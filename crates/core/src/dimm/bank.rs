//! Single-bank timing state (spec §4.3, bank level).

use crate::config::TimingConfig;
use crate::dimm::timing::TimingResult;

/// Whether a bank currently holds an open row.
#[derive(Debug, Clone, Copy, PartialEq, Eq)]
pub enum BankState {
    /// No row open; only ACTIVATE is legal.
    Precharged,
    /// A row is open; READ/WRITE to that row or PRECHARGE are legal.
    Active,
}

/// One DRAM bank: its open-row state and the four `next_*` timestamps that
/// gate each command family.
#[derive(Debug, Clone, Copy, PartialEq, Eq)]
pub struct Bank {
    state: BankState,
    open_row: Option<u32>,
    next_activate: u64,
    next_precharge: u64,
    next_read: u64,
    next_write: u64,
}

impl Default for Bank {
    fn default() -> Self {
        Self {
            state: BankState::Precharged,
            open_row: None,
            next_activate: 0,
            next_precharge: 0,
            next_read: 0,
            next_write: 0,
        }
    }
}

impl Bank {
    /// The row currently open, or `None` if the bank is precharged.
    #[must_use]
    pub fn open_row(&self) -> Option<u32> {
        self.open_row
    }

    /// Whether this bank currently has any row open.
    #[must_use]
    pub fn is_active(&self) -> bool {
        self.state == BankState::Active
    }

    /// Whether `row` is the currently open row (used by the optimized
    /// scheduler's row-buffer locality heuristic).
    #[must_use]
    pub fn has_open_row(&self, row: u32) -> bool {
        self.open_row == Some(row)
    }

    #[must_use]
    pub fn can_activate(&self, now: u64) -> TimingResult {
        if self.state == BankState::Active {
            return TimingResult::Illegal;
        }
        wait_or_ready(now, self.next_activate)
    }

    pub fn activate(&mut self, row: u32, now: u64, timing: &TimingConfig) -> TimingResult {
        let result = self.can_activate(now);
        if !matches!(result, TimingResult::Ready(_)) {
            return result;
        }
        self.state = BankState::Active;
        self.open_row = Some(row);
        self.next_read = now + timing.scale(timing.t_rcd);
        self.next_write = self.next_read;
        self.next_precharge = now + timing.scale(timing.t_ras);
        TimingResult::Ready(timing.scale(timing.t_rcd))
    }

    #[must_use]
    pub fn can_precharge(&self, now: u64) -> TimingResult {
        if self.state == BankState::Precharged {
            return TimingResult::Illegal;
        }
        wait_or_ready(now, self.next_precharge)
    }

    pub fn precharge(&mut self, now: u64, timing: &TimingConfig) -> TimingResult {
        let result = self.can_precharge(now);
        if !matches!(result, TimingResult::Ready(_)) {
            return result;
        }
        self.state = BankState::Precharged;
        self.open_row = None;
        self.next_activate = now + timing.scale(timing.t_rp);
        TimingResult::Ready(timing.scale(timing.t_rp))
    }

    #[must_use]
    pub fn can_read(&self, row: u32, now: u64) -> TimingResult {
        if self.state == BankState::Precharged || self.open_row != Some(row) {
            return TimingResult::Illegal;
        }
        wait_or_ready(now, self.next_read)
    }

    pub fn read(&mut self, row: u32, now: u64, timing: &TimingConfig) -> TimingResult {
        let result = self.can_read(row, now);
        if !matches!(result, TimingResult::Ready(_)) {
            return result;
        }
        self.next_write = now + crate::dimm::timing::bank_recovery(
            timing,
            crate::request::DramCommand::Read,
            crate::request::DramCommand::Write,
        );
        self.next_precharge = self.next_precharge.max(now + timing.scale(timing.t_rtp));
        TimingResult::Ready(timing.scale(timing.t_cas + timing.t_burst))
    }

    #[must_use]
    pub fn can_write(&self, row: u32, now: u64) -> TimingResult {
        if self.state == BankState::Precharged || self.open_row != Some(row) {
            return TimingResult::Illegal;
        }
        wait_or_ready(now, self.next_write)
    }

    pub fn write(&mut self, row: u32, now: u64, timing: &TimingConfig) -> TimingResult {
        let result = self.can_write(row, now);
        if !matches!(result, TimingResult::Ready(_)) {
            return result;
        }
        self.next_precharge = self
            .next_precharge
            .max(now + timing.scale(timing.cwl + timing.t_burst + timing.t_wr));
        TimingResult::Ready(timing.scale(timing.cwl + timing.t_burst))
    }
}

fn wait_or_ready(now: u64, ready_at: u64) -> TimingResult {
    if now >= ready_at {
        TimingResult::Ready(0)
    } else {
        TimingResult::Wait(ready_at - now)
    }
}
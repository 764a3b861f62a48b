//! Cross-level DIMM timing invariants exercised through the public
//! [`Dimm`] API rather than the private per-level unit tests.

use proptest::prelude::*;

use dimmsim_core::config::Config;
use dimmsim_core::dimm::timing::TimingResult;
use dimmsim_core::dimm::Dimm;

fn activate_read_precharge_cycle(dimm: &mut Dimm, group: u8, bank: u8, row: u32, start: u64) -> u64 {
    let config = Config::default();
    let t = config.timing;

    let activated = dimm.activate(group, bank, row, start);
    let act_done = activated.cycles().expect("activate should be legal and ready");

    let read_at = start + act_done.max(t.scale(t.t_rcd));
    let read = dimm.can_read(group, bank, row, read_at);
    assert!(read.is_legal(), "read should become legal after tRCD");

    let precharge_at = read_at + t.scale(t.t_ras);
    let precharge = dimm.can_precharge(group, bank, precharge_at);
    assert!(precharge.is_legal());
    precharge_at
}

#[test]
fn full_cycle_never_reports_illegal_once_timing_elapses() {
    let config = Config::default();
    let mut dimm = Dimm::new(&config);
    activate_read_precharge_cycle(&mut dimm, 0, 0, 7, 0);
}

#[test]
fn reading_the_wrong_row_while_active_is_always_illegal() {
    let config = Config::default();
    let mut dimm = Dimm::new(&config);
    dimm.activate(0, 0, 3, 0);
    let t = config.timing;
    let ready = t.scale(t.t_rcd);
    assert_eq!(dimm.can_read(0, 0, 4, ready), TimingResult::Illegal);
    assert_eq!(dimm.can_read(0, 0, 3, ready), TimingResult::Ready(0));
}

proptest! {
    #[test]
    fn activate_wait_cycles_never_exceed_the_largest_configured_spacing(
        gap in 0u64..200,
    ) {
        let config = Config::default();
        let mut dimm = Dimm::new(&config);
        dimm.activate(1, 0, 0, 0);
        let result = dimm.can_activate(1, 1, 0, gap);
        let t = config.timing;
        let worst_case = t.scale(t.t_rrd_l.max(t.t_rrd_s)).max(t.scale(t.t_rcd + t.t_ras));
        match result {
            TimingResult::Wait(w) => prop_assert!(w <= worst_case),
            TimingResult::Ready(_) | TimingResult::Illegal | TimingResult::BadArgs => {}
        }
    }

    #[test]
    fn out_of_range_rows_are_always_bad_args(row in (1u32 << 15)..u32::MAX) {
        let config = Config::default();
        let dimm = Dimm::new(&config);
        prop_assert_eq!(dimm.can_activate(0, 0, row, 0), TimingResult::BadArgs);
    }
}
//! Global simulator constants.
//!
//! This module defines the fixed bit-layout of a decoded trace address and
//! the CPU/memory clock-domain ratio. These values are architectural
//! (defined by the trace address format in the specification), not
//! per-DIMM configuration — DIMM geometry itself lives in
//! [`crate::config`].

/// Ratio between the CPU clock and the memory clock.
///
/// Every DRAM timing parameter in [`crate::config::TimingConfig`] is stored
/// in memory-clock cycles; multiply by `SCALE_FACTOR` to obtain CPU cycles,
/// the unit the event loop's `now` counter advances in.
pub const SCALE_FACTOR: u64 = 2;

/// Bit width of the byte-select field (address bits `[2:0]`).
pub const BYTE_SELECT_BITS: u32 = 3;
/// Bit width of the lower-column field (address bits `[5:3]`).
pub const LOWER_COLUMN_BITS: u32 = 3;
/// Bit width of the bank-group field (address bits `[7:6]`).
pub const BANK_GROUP_BITS: u32 = 2;
/// Bit width of the bank field (address bits `[9:8]`).
pub const BANK_BITS: u32 = 2;
/// Bit width of the upper-column field (address bits `[17:10]`).
pub const UPPER_COLUMN_BITS: u32 = 8;
/// Bit width of the row field (address bits `[32:18]`).
pub const ROW_BITS: u32 = 15;

/// Default pending-queue capacity (spec §4.2).
pub const DEFAULT_QUEUE_CAPACITY: usize = 16;

/// Default bank groups per DIMM.
pub const DEFAULT_GROUPS: usize = 4;
/// Default banks per bank group.
pub const DEFAULT_BANKS_PER_GROUP: usize = 4;
/// Default rows per bank (bounded by the 15-bit row field, `1 << 15`).
pub const DEFAULT_ROWS_PER_BANK: u32 = 1 << ROW_BITS;

/// Default starvation threshold (CPU cycles of time-in-queue) for IFETCH
/// requests under the optimized scheduling policy.
pub const DEFAULT_IFETCH_THRESHOLD: u16 = 500;
/// Default starvation threshold for READ requests under the optimized
/// scheduling policy.
pub const DEFAULT_READ_THRESHOLD: u16 = 1000;
/// Default starvation threshold for WRITE requests under the optimized
/// scheduling policy.
pub const DEFAULT_WRITE_THRESHOLD: u16 = 2000;
//! The discrete-event simulation driver (spec §4.6).

use std::io::Read;

use tracing::{debug, trace};

use crate::common::error::ExitClass;
use crate::common::SimError;
use crate::config::Config;
use crate::dimm::Dimm;
use crate::emit::Emitter;
use crate::queue::PendingQueue;
use crate::scheduler::{self, TickOutcome};
use crate::stats::{StatsCollector, StatsReport};
use crate::trace::TraceReader;

/// Outcome of a completed simulation run.
#[derive(Debug)]
pub struct SimulationReport {
    /// Whether the run ended cleanly (trace EOF, empty queue) or because
    /// `now` would have overflowed.
    pub exit: ExitClass,
    /// The final CPU cycle reached.
    pub final_cycle: u64,
    /// Time-in-queue statistics, if the caller enabled stats collection.
    pub stats: Option<StatsReport>,
}

/// Owns every piece of simulator state and drives the event loop described
/// in spec §4.6. Replaces the original's scattered globals (`currentTime`,
/// `commandQueue`, `dimm`, `parser`, `output_file`) with one value so tests
/// can run many simulations in parallel (Design Notes §9).
pub struct Simulator<R, E> {
    now: u64,
    queue: PendingQueue,
    dimm: Dimm,
    trace: TraceReader<R>,
    emitter: E,
    stats: Option<StatsCollector>,
    config: Config,
}

impl<R: Read, E: Emitter> Simulator<R, E> {
    /// Builds a simulator reading from `trace_source`, writing through
    /// `emitter`, honoring `config`'s geometry/timing/policy. Pass
    /// `collect_stats = true` to enable the `-stat` report.
    #[must_use]
    pub fn new(trace_source: R, emitter: E, config: Config, collect_stats: bool) -> Self {
        Self {
            now: 0,
            queue: PendingQueue::new(config.dimm.queue_capacity),
            dimm: Dimm::new(&config),
            trace: TraceReader::new(trace_source, config.dimm.rows_per_bank),
            emitter,
            stats: collect_stats.then(StatsCollector::new),
            config,
        }
    }

    /// Runs the event loop to completion.
    ///
    /// # Errors
    ///
    /// Returns [`SimError::IoError`] if the emitter's underlying writer
    /// fails, or [`SimError::IllegalCommand`]/[`SimError::BadArgs`] if the
    /// scheduler hands the DIMM core a command it rejects — both fatal,
    /// aborting the run immediately. `ParseError`/`AddressOutOfRange` are
    /// handled internally by the trace reader and never propagate here;
    /// `now` overflow ends the run cleanly via [`SimulationReport::exit`]
    /// rather than an `Err`.
    pub fn run(&mut self) -> Result<SimulationReport, SimError> {
        loop {
            self.refill_queue()?;

            if self.now % 2 == 0 {
                self.run_tick()?;
            }

            if self.queue.is_empty() && self.trace.is_eof() {
                self.emitter.flush()?;
                return Ok(SimulationReport {
                    exit: ExitClass::Clean,
                    final_cycle: self.now,
                    stats: self.stats.as_ref().map(StatsCollector::report),
                });
            }

            let Some(step) = self.time_to_next_event() else {
                self.emitter.flush()?;
                return Ok(SimulationReport {
                    exit: ExitClass::Fatal,
                    final_cycle: self.now,
                    stats: self.stats.as_ref().map(StatsCollector::report),
                });
            };

            self.now += step;
            self.queue.age(step);
            self.emitter.tick(step)?;
        }
    }

    fn refill_queue(&mut self) -> Result<(), SimError> {
        while !self.queue.is_full() {
            let Some(request) = self.trace.take_if_ready(self.now) else {
                break;
            };
            trace!(now = self.now, t_arrive = request.t_arrive, "admitted request to pending queue");
            self.queue.push(request)?;
        }
        Ok(())
    }

    fn run_tick(&mut self) -> Result<(), SimError> {
        let TickOutcome { issued, completed } = scheduler::schedule_one(
            &mut self.queue,
            &mut self.dimm,
            &self.config.scheduler,
            &self.config.timing,
            self.now,
        )?;

        if let Some(cmd) = issued {
            debug!(now = self.now, cmd = ?cmd.cmd, group = cmd.group, bank = cmd.bank, "issued command");
            self.emitter.on_issue(cmd)?;
        }

        if let Some(stats) = &mut self.stats {
            for request in completed {
                stats.record(request.kind, request.time_in_queue);
            }
        }

        Ok(())
    }

    /// `min` of every queued request's `age` (floored at 1) and the
    /// trace's next arrival offset, or `None` if advancing by that amount
    /// would overflow `now`.
    fn time_to_next_event(&self) -> Option<u64> {
        let min_age = self
            .queue
            .iter_indexed()
            .map(|(_, r)| u64::from(r.age).max(1))
            .min();

        let trace_step = if self.queue.is_full() || self.trace.is_eof() {
            None
        } else {
            self.trace.peek_next_time().map(|t| {
                if t <= self.now {
                    1
                } else {
                    t - self.now
                }
            })
        };

        let step = match (min_age, trace_step) {
            (Some(a), Some(b)) => a.min(b),
            (Some(a), None) => a,
            (None, Some(b)) => b,
            (None, None) => 1,
        }
        .max(1);

        self.now.checked_add(step).map(|_| step)
    }
}

#[cfg(test)]
mod tests {
    use super::*;
    use crate::emit::terse::TerseEmitter;
    use std::io::Cursor;

    fn run_trace(contents: &str) -> (SimulationReport, String) {
        let source = Cursor::new(contents.as_bytes().to_vec());
        let output = Vec::new();
        let emitter = TerseEmitter::new(output);
        let mut sim = Simulator::new(source, emitter, Config::default(), true);
        let report = sim.run().unwrap();
        (report, String::new())
    }

    #[test]
    fn empty_trace_ends_cleanly_at_cycle_zero() {
        let (report, _) = run_trace("");
        assert_eq!(report.exit, ExitClass::Clean);
        assert_eq!(report.final_cycle, 0);
    }

    #[test]
    fn single_read_drains_queue_and_records_stats() {
        let (report, _) = run_trace("0 0 0x0\n");
        assert_eq!(report.exit, ExitClass::Clean);
        let stats = report.stats.expect("stats enabled");
        assert!(stats.read.is_some());
        assert_eq!(stats.read.unwrap().min, 0);
    }

    #[test]
    fn two_requests_to_different_groups_both_complete() {
        let (report, _) = run_trace("0 0 0x0\n0 1 0x100\n");
        assert_eq!(report.exit, ExitClass::Clean);
        let stats = report.stats.unwrap();
        assert!(stats.read.is_some());
        assert!(stats.write.is_some());
    }
}
//! Terse (default) command-log emitter (spec §4.5).

use std::io::{self, Write};

use crate::common::SimError;
use crate::request::DramCommand;
use crate::scheduler::IssuedCommand;

use super::Emitter;

/// Writes one bit-exact line per issued DRAM command to any [`Write`]r.
pub struct TerseEmitter<W> {
    writer: W,
}

impl<W: Write> TerseEmitter<W> {
    /// Wraps `writer` as a terse emitter.
    #[must_use]
    pub fn new(writer: W) -> Self {
        Self { writer }
    }

    /// Consumes the emitter, returning the underlying writer.
    pub fn into_writer(self) -> W {
        self.writer
    }

    fn format_line(cmd: IssuedCommand) -> String {
        let mnemonic = cmd.cmd.mnemonic();
        match cmd.cmd {
            DramCommand::Precharge => {
                format!("{:>26}\t{} {:X} {:X}", cmd.now, mnemonic, cmd.group, cmd.bank)
            }
            DramCommand::Activate => format!(
                "{:>26}\t{} {:X} {:X} {:X}",
                cmd.now, mnemonic, cmd.group, cmd.bank, cmd.row
            ),
            DramCommand::Read | DramCommand::Write => format!(
                "{:>26}\t{} {:X} {:X} {:X}",
                cmd.now, mnemonic, cmd.group, cmd.bank, cmd.col
            ),
        }
    }
}

impl<W: Write> Emitter for TerseEmitter<W> {
    fn on_issue(&mut self, cmd: IssuedCommand) -> Result<(), SimError> {
        writeln!(self.writer, "{}", Self::format_line(cmd))?;
        Ok(())
    }

    fn tick(&mut self, _delta: u64) -> Result<(), SimError> {
        Ok(())
    }

    fn flush(&mut self) -> io::Result<()> {
        self.writer.flush()
    }
}

#[cfg(test)]
mod tests {
    use super::*;

    fn cmd(cmd: DramCommand) -> IssuedCommand {
        IssuedCommand {
            now: 48,
            cmd,
            group: 0,
            bank: 0,
            row: 1,
            col: 0xAB,
            duration: 48,
            closed_row: None,
        }
    }

    #[test]
    fn activate_line_includes_row() {
        let line = TerseEmitter::<Vec<u8>>::format_line(cmd(DramCommand::Activate));
        assert_eq!(line, format!("{:>26}\tACT 0 0 1", 48));
    }

    #[test]
    fn read_line_includes_column_in_hex() {
        let line = TerseEmitter::<Vec<u8>>::format_line(cmd(DramCommand::Read));
        assert_eq!(line, format!("{:>26}\tRD  0 0 AB", 48));
    }

    #[test]
    fn precharge_line_omits_row_and_column() {
        let line = TerseEmitter::<Vec<u8>>::format_line(cmd(DramCommand::Precharge));
        assert_eq!(line, format!("{:>26}\tPRE 0 0", 48));
    }

    #[test]
    fn on_issue_writes_newline_terminated_line() {
        let mut emitter = TerseEmitter::new(Vec::new());
        emitter.on_issue(cmd(DramCommand::Write)).unwrap();
        let output = String::from_utf8(emitter.writer).unwrap();
        assert!(output.ends_with('\n'));
        assert_eq!(output.matches('\n').count(), 1);
    }
}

********************

* EXERCISE AIM *
Check each line of the data for "usize". Copy the lines where it turns up.

* RESPONSE BELOW *
pub const DEFAULT_QUEUE_CAPACITY: usize = 16;
pub const DEFAULT_GROUPS: usize = 4;
pub const DEFAULT_BANKS_PER_GROUP: usize = 4;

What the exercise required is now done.